Pentominoes are the twelve shapes that can be produced by joining five squares together continously.
Pentominoes can be arranged to form rectangles 6x10 (2339 solutions), 12x5, 15x4, and 3x20 (two solutions).
I first learnt about pentominoes from the Arthur C Clarke Novel Imperial Earth in the early 80s. After reading this It took 3 days to work out how to arange pentominoes in a 3 x 20 rectangle, with a pencil and paper. About 20 years later I finally got around to writing a brute force program to produce all solutions for a given rectangle.
The program, pent.c , takes one optional argument, (default is 10) the width of the recangle (10, 12, 15, or 20 though 3, 4, 5, and 6 are valid) and performs the following steps.

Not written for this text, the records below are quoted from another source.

//! Validated archive path type.
//!
//! Paths inside a VARC archive use forward slashes, carry no leading slash,
//! and are at most 65 535 bytes long so that their length fits the 16-bit
//! field of the entry header. Validation also rejects `.` and `..` segments
//! so that a hostile archive cannot escape the extraction directory.

use crate::{Error, Result};
use std::fmt;

/// Maximum length of an archive path in bytes, fixed by the 16-bit
/// `path_length` field of the entry header.
pub const MAX_PATH_LENGTH: usize = 65_535;

/// A validated archive path.
///
/// `EntryPath` guarantees that:
/// - the path is non-empty, valid UTF-8, and at most [`MAX_PATH_LENGTH`] bytes
/// - no NUL bytes are present
/// - the path is relative (no leading `/`)
/// - no empty, `.`, or `..` segments exist
///
/// Two paths are equal iff their byte representations are equal; the archive
/// enforces uniqueness with exactly this comparison.
///
/// # Examples
///
/// ```
/// use varc::EntryPath;
///
/// let path = EntryPath::new("dir/file.txt").unwrap();
/// assert_eq!(path.as_str(), "dir/file.txt");
///
/// assert!(EntryPath::new("../secret").is_err());
/// assert!(EntryPath::new("/absolute").is_err());
/// ```
#[derive(Debug, Clone, PartialEq, Eq, PartialOrd, Ord, Hash)]
pub struct EntryPath(String);

impl EntryPath {
    /// Creates a new `EntryPath` from a string, validating it.
    ///
    /// # Errors
    ///
    /// Returns [`Error::PathTooLong`] when the path exceeds
    /// [`MAX_PATH_LENGTH`] bytes and [`Error::InvalidPath`] for every other
    /// validation failure.
    pub fn new(s: &str) -> Result<Self> {
        Self::validate(s)?;
        Ok(Self(s.to_string()))
    }

    fn validate(s: &str) -> Result<()> {
        if s.is_empty() {
            return Err(Error::InvalidPath("empty path".into()));
        }
        if s.len() > MAX_PATH_LENGTH {
            return Err(Error::PathTooLong { length: s.len() });
        }
        if s.contains('\0') {
            return Err(Error::InvalidPath("contains NUL byte".into()));
        }
        if s.starts_with('/') {
            return Err(Error::InvalidPath("absolute path not allowed".into()));
        }
        if s.ends_with('/') {
            return Err(Error::InvalidPath("trailing slash not allowed".into()));
        }
        for segment in s.split('/') {
            if segment.is_empty() {
                return Err(Error::InvalidPath(
                    "empty segment (consecutive slashes)".into(),
                ));
            }
            if segment == "." {
                return Err(Error::InvalidPath("'.' segment not allowed".into()));
            }
            if segment == ".." {
                return Err(Error::InvalidPath(
                    "'..' segment not allowed (path traversal)".into(),
                ));
            }
        }
        Ok(())
    }

    /// Returns the path as a string slice.
    #[inline]
    pub fn as_str(&self) -> &str {
        &self.0
    }

    /// Returns the path as raw bytes, exactly as serialized on disk.
    #[inline]
    pub fn as_bytes(&self) -> &[u8] {
        self.0.as_bytes()
    }

    /// Returns the file name (last segment) of this path.
    pub fn file_name(&self) -> &str {
        self.0.rsplit('/').next().unwrap_or(&self.0)
    }

    /// Returns the parent directory of this path, if any.
    pub fn parent(&self) -> Option<&str> {
        self.0.rfind('/').map(|idx| &self.0[..idx])
    }

    /// Returns an iterator over the path segments.
    pub fn components(&self) -> impl Iterator<Item = &str> {
        self.0.split('/')
    }
}

impl AsRef<str> for EntryPath {
    fn as_ref(&self) -> &str {
        &self.0
    }
}

impl fmt::Display for EntryPath {
    fn fmt(&self, f: &mut fmt::Formatter<'_>) -> fmt::Result {
        write!(f, "{}", self.0)
    }
}

impl TryFrom<&str> for EntryPath {
    type Error = Error;

    fn try_from(s: &str) -> Result<Self> {
        Self::new(s)
    }
}

impl TryFrom<String> for EntryPath {
    type Error = Error;

    fn try_from(s: String) -> Result<Self> {
        Self::validate(&s)?;
        Ok(Self(s))
    }
}

#[cfg(test)]
mod tests {
    use super::*;

    #[test]
    fn test_valid_simple_file() {
        let path = EntryPath::new("file.txt").unwrap();
        assert_eq!(path.as_str(), "file.txt");
    }

    #[test]
    fn test_valid_nested_path() {
        let path = EntryPath::new("a/b/c/d.txt").unwrap();
        assert_eq!(path.as_str(), "a/b/c/d.txt");
        assert_eq!(path.file_name(), "d.txt");
        assert_eq!(path.parent(), Some("a/b/c"));
    }

    #[test]
    fn test_valid_unicode() {
        let path = EntryPath::new("日本語/файл.txt").unwrap();
        assert_eq!(path.as_str(), "日本語/файл.txt");
    }

    #[test]
    fn test_valid_dotfile() {
        assert!(EntryPath::new(".gitignore").is_ok());
        assert!(EntryPath::new("file..txt").is_ok());
        assert!(EntryPath::new("...").is_ok());
    }

    #[test]
    fn test_invalid_empty() {
        assert!(matches!(
            EntryPath::new("").unwrap_err(),
            Error::InvalidPath(_)
        ));
    }

    #[test]
    fn test_invalid_nul_byte() {
        let err = EntryPath::new("file\0.txt").unwrap_err();
        assert!(err.to_string().contains("NUL"));
    }

    #[test]
    fn test_invalid_absolute() {
        let err = EntryPath::new("/etc/passwd").unwrap_err();
        assert!(err.to_string().contains("absolute"));
    }

    #[test]
    fn test_invalid_traversal() {
        assert!(EntryPath::new("../secret").is_err());
        assert!(EntryPath::new("a/../b").is_err());
        assert!(EntryPath::new("./file").is_err());
    }

    #[test]
    fn test_invalid_segments() {
        assert!(EntryPath::new("a//b").is_err());
        assert!(EntryPath::new("dir/").is_err());
    }

    #[test]
    fn test_length_boundaries() {
        // 65 535 bytes is accepted, 65 536 is rejected.
        let max = "a".repeat(MAX_PATH_LENGTH);
        assert!(EntryPath::new(&max).is_ok());

        let over = "a".repeat(MAX_PATH_LENGTH + 1);
        assert!(matches!(
            EntryPath::new(&over).unwrap_err(),
            Error::PathTooLong { length } if length == MAX_PATH_LENGTH + 1
        ));
    }

    #[test]
    fn test_byte_equality() {
        let a = EntryPath::new("dir/file.txt").unwrap();
        let b = EntryPath::new("dir/file.txt").unwrap();
        assert_eq!(a, b);
        assert_eq!(a.as_bytes(), b.as_bytes());
    }

    #[test]
    fn test_components() {
        let path = EntryPath::new("a/b/c.txt").unwrap();
        let parts: Vec<_> = path.components().collect();
        assert_eq!(parts, vec!["a", "b", "c.txt"]);
    }

    #[test]
    fn test_try_from() {
        let path: EntryPath = "dir/file.txt".try_into().unwrap();
        assert_eq!(path.as_str(), "dir/file.txt");
        let path: EntryPath = String::from("x/y").try_into().unwrap();
        assert_eq!(path.as_str(), "x/y");
    }
}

When run on my linux machine (Athlon XP-1600 with Red Hat 7.2) we get the following results (real from time) Note: Solutions Found is sometimes double the actual number of solutions because of mirrors:
Compile Option | Width | Time (sec) | Solutions Found |
---|---|---|---|
gcc -O3 -DCHKVD | 3 | 7.381 | 4 |
gcc -O3 -DCHKVD | 4 | 94.253 | 402 |
gcc -O3 -DCHKVD | 5 | 485.103 | 1308 |
gcc -O3 -DCHKVD | 6 | 457.847 | 2339 |
gcc -O3 -DCHKVD | 10 | 422.453 | 2339 |
gcc -O3 -DCHKVD | 12 | 501.863 | 1308 |
gcc -O3 -DCHKVD | 15 | 93.267 | 402 |
gcc -O3 -DCHKVD | 20 | 5.861 | 4 |
gcc | 10 | 49760.787 | 2339 |
gcc -O3 | 10 | 31949.079 | 2339 |
gcc -DCHKVD | 10 | 654.782 | 2339 |
The program is designed and only tested on Unix/Linux. It can be compiled on Linux with the command:
gcc pent.c -o pent -O3 -DCHKVD
or if you want a slow version
make pent
using some optimisations and the -DCKVD option seem to help make it faster.
If the rectangle size selected has an odd number of rows, then mirror image solutions are reported.